PIIINP is a product of the proteolytic cleavage of the larger procollagen III molecule during collagen synthesis in connective tissue like skin and muscle.³⁸ In a study comparing 6-week resistance training with a control group, Fragala et al.³⁹ observed a significant correlation of the increase circulating PIIINP and the change of lean body mass.
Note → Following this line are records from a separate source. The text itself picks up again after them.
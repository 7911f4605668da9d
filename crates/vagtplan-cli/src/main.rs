//! vagtplan CLI - Roster Calendar Engine
//!
//! Command-line interface for loading a roster, resolving a week period
//! and showing which days a staff member worked.

use std::path::PathBuf;

use anyhow::{Context, Result};
use clap::{Args, Parser, Subcommand};
use tracing_subscriber::{fmt, prelude::*, EnvFilter};

use vagtplan_core::{
    CalendarPlan, PeriodSpec, Renderer, RoleColumns, Roster, DEFAULT_BOUNDARY_COLUMN,
    DEFAULT_ROLE_MARKER, DEFAULT_YEAR,
};
use vagtplan_engine::plan_calendar;
use vagtplan_render::{DateListRenderer, SvgGridRenderer, TextGridRenderer};

#[derive(Parser)]
#[command(name = "vagtplan")]
#[command(author, version, about = "Roster calendar engine", long_about = None)]
struct Cli {
    /// Verbose output
    #[arg(short, long, action = clap::ArgAction::Count)]
    verbose: u8,

    #[command(subcommand)]
    command: Commands,
}

#[derive(Args)]
struct Query {
    /// Roster file path (JSON)
    #[arg(value_name = "ROSTER")]
    file: PathBuf,

    /// Staff identifier (initials) to look up
    #[arg(short, long)]
    teacher: String,

    /// Week period, e.g. 14-15
    #[arg(short, long)]
    period: String,

    /// Reference year for the week numbers
    #[arg(short, long, default_value_t = DEFAULT_YEAR)]
    year: i32,

    /// Substring marking role columns
    #[arg(long, default_value = DEFAULT_ROLE_MARKER)]
    role_marker: String,

    /// Column that terminates role-column discovery
    #[arg(long, default_value = DEFAULT_BOUNDARY_COLUMN)]
    boundary_column: String,

    /// Include Saturdays and Sundays
    #[arg(long)]
    all_days: bool,
}

#[derive(Subcommand)]
enum Commands {
    /// List the dates a staff member worked in a period
    Dates {
        #[command(flatten)]
        query: Query,
    },

    /// Render the period as a worked/free calendar grid
    Grid {
        #[command(flatten)]
        query: Query,

        /// Output format (text, svg)
        #[arg(short, long, default_value = "text")]
        format: String,

        /// Output file (stdout if not specified)
        #[arg(short, long)]
        output: Option<PathBuf>,
    },
}

fn main() -> Result<()> {
    // Initialize tracing
    tracing_subscriber::registry()
        .with(fmt::layer())
        .with(EnvFilter::from_default_env())
        .init();

    let cli = Cli::parse();

    match cli.command {
        Commands::Dates { query } => {
            let plan = run_query(&query)?;
            print!("{}", DateListRenderer::new().render(&plan)?);
        }
        Commands::Grid {
            query,
            format,
            output,
        } => {
            let plan = run_query(&query)?;
            let rendered = match format.as_str() {
                "text" => TextGridRenderer::new().render(&plan)?,
                "svg" => SvgGridRenderer::new()
                    .title(query.teacher.clone())
                    .render(&plan)?,
                other => anyhow::bail!("unknown format: {other} (expected text or svg)"),
            };
            match output {
                Some(path) => std::fs::write(&path, rendered)
                    .with_context(|| format!("failed to write {}", path.display()))?,
                None => print!("{rendered}"),
            }
        }
    }

    Ok(())
}

/// Load the roster, discover role columns and run the pipeline.
fn run_query(query: &Query) -> Result<CalendarPlan> {
    let roster = load_roster(&query.file)?;

    let roles = RoleColumns::discover(&roster, &query.role_marker, &query.boundary_column)?;
    if roles.is_empty() {
        tracing::warn!("no role columns found; every day will show as free");
    }

    let period = PeriodSpec::parse(&query.period, query.year)?;

    let plan = plan_calendar(
        &roster,
        &query.teacher,
        &period,
        &roles,
        !query.all_days,
    )?;
    Ok(plan)
}

fn load_roster(path: &PathBuf) -> Result<Roster> {
    let file = std::fs::File::open(path)
        .with_context(|| format!("failed to open roster {}", path.display()))?;
    let roster: Roster = serde_json::from_reader(std::io::BufReader::new(file))
        .with_context(|| format!("failed to parse roster {}", path.display()))?;

    tracing::debug!(
        columns = roster.columns.len(),
        rows = roster.rows.len(),
        "loaded roster"
    );
    Ok(roster)
}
In our study, the slight decrease observed in the placebo group after 14 days (−0.130 μg/L) may be explained by the sedentary status of the MAD elderly cohorts in the Phase 1 unit. Interestingly, BIO101 administration led to a trend of an increase of PIIINP plasma level by 0.230, 0.247 and 0.614 μg/L, respectively, at 350 mg qd and 350 mg bid and 450 mg bid. Increase in PIIINP levels is known to be associated with increases in lean body mass and appendicular skeletal mass in the elderly.⁴⁰

Creatine-kinase (CK) serum level is routinely measured as an index of muscle damage. Myoglobin, the oxygen-binding protein in muscle cells, is also released into the bloodstream in increasing amounts upon muscle damage.⁴¹ In the MAD part, healthy volunteers did experience a slight decrease in myoglobin and creatine kinase muscle brain (CKMB; Table 6). BIO101 at the highest doses tended to induce a reduction in CKMB mean serum levels versus baseline compared with placebo. BIO101 lowering effect of circulating CK levels could be explained through MAS receptor activation, as orally administered angiotensin 1-7 (the endogenous ligand of MAS) can reduce plasma CK levels compared to placebo following eccentric exercises: significant decreases are observed at 48 and 72 h after exercises considered as the peak of CK release.⁴²

Regression analysis performed using the individual values from healthy volunteers (circulating doses AUC) at Day 14 and change from baseline to Day 14 show that aldosterone and renin plasma levels at Day 14 are correlated for the 350 mg bid (R = 0.79). Creatine kinase MB and myoglobin at Day 14 are correlated for all doses (R = 0.62) and especially for the doses 350 and 450 mg bid (R = 0.74). Their changes from baseline to Day 14 values are also correlated for the dose 350 mg bid (R = 0.86). The PIIINP and myostatin change from baseline values are correlated for the 450 mg bid (R = 0.71).

This first in-human study indicates that BIO101 is well tolerated at doses of 350 mg qd, 350 mg bid and 450 mg bid and has good safety profile in young and older adults, with no serious AEs, few mild AEs and only three moderate AEs. BIO101 showed a PK profile suitable for bid oral dosing. The study also allowed the identification of two major metabolites in human. Finally, BIO101 induced changes in plasma biomarkers involved in the RAS (aldosterone and renin) and in muscle anabolism (PIIINP) or catabolism (CK and myoglobin) that are qualitatively consistent with its mechanism of action.

Overall, this study allowed us to select the doses subsequently used in the ongoing BIO101 Phase 2 (SARA-INT) and Phase 2/3 (COVA) clinical trials (ClinicalTrials.gov Identifier—NCT03452488; ClinicalTrials.gov Identifier—NCT04472728).

We gratefully thank Anait Azbekyan, Geraldine Grouard-Vogel and Laurence Dinan for critical reading and commenting this manuscript.

Waly Dioh, Cendrine Tourette, Pierre Dilda, René Lafont and Stanislas Veillet are Biophytis company employees. Susanna Del Signore, Louiza Daudigny, Philippe Dupont, are former Biophytis company employees.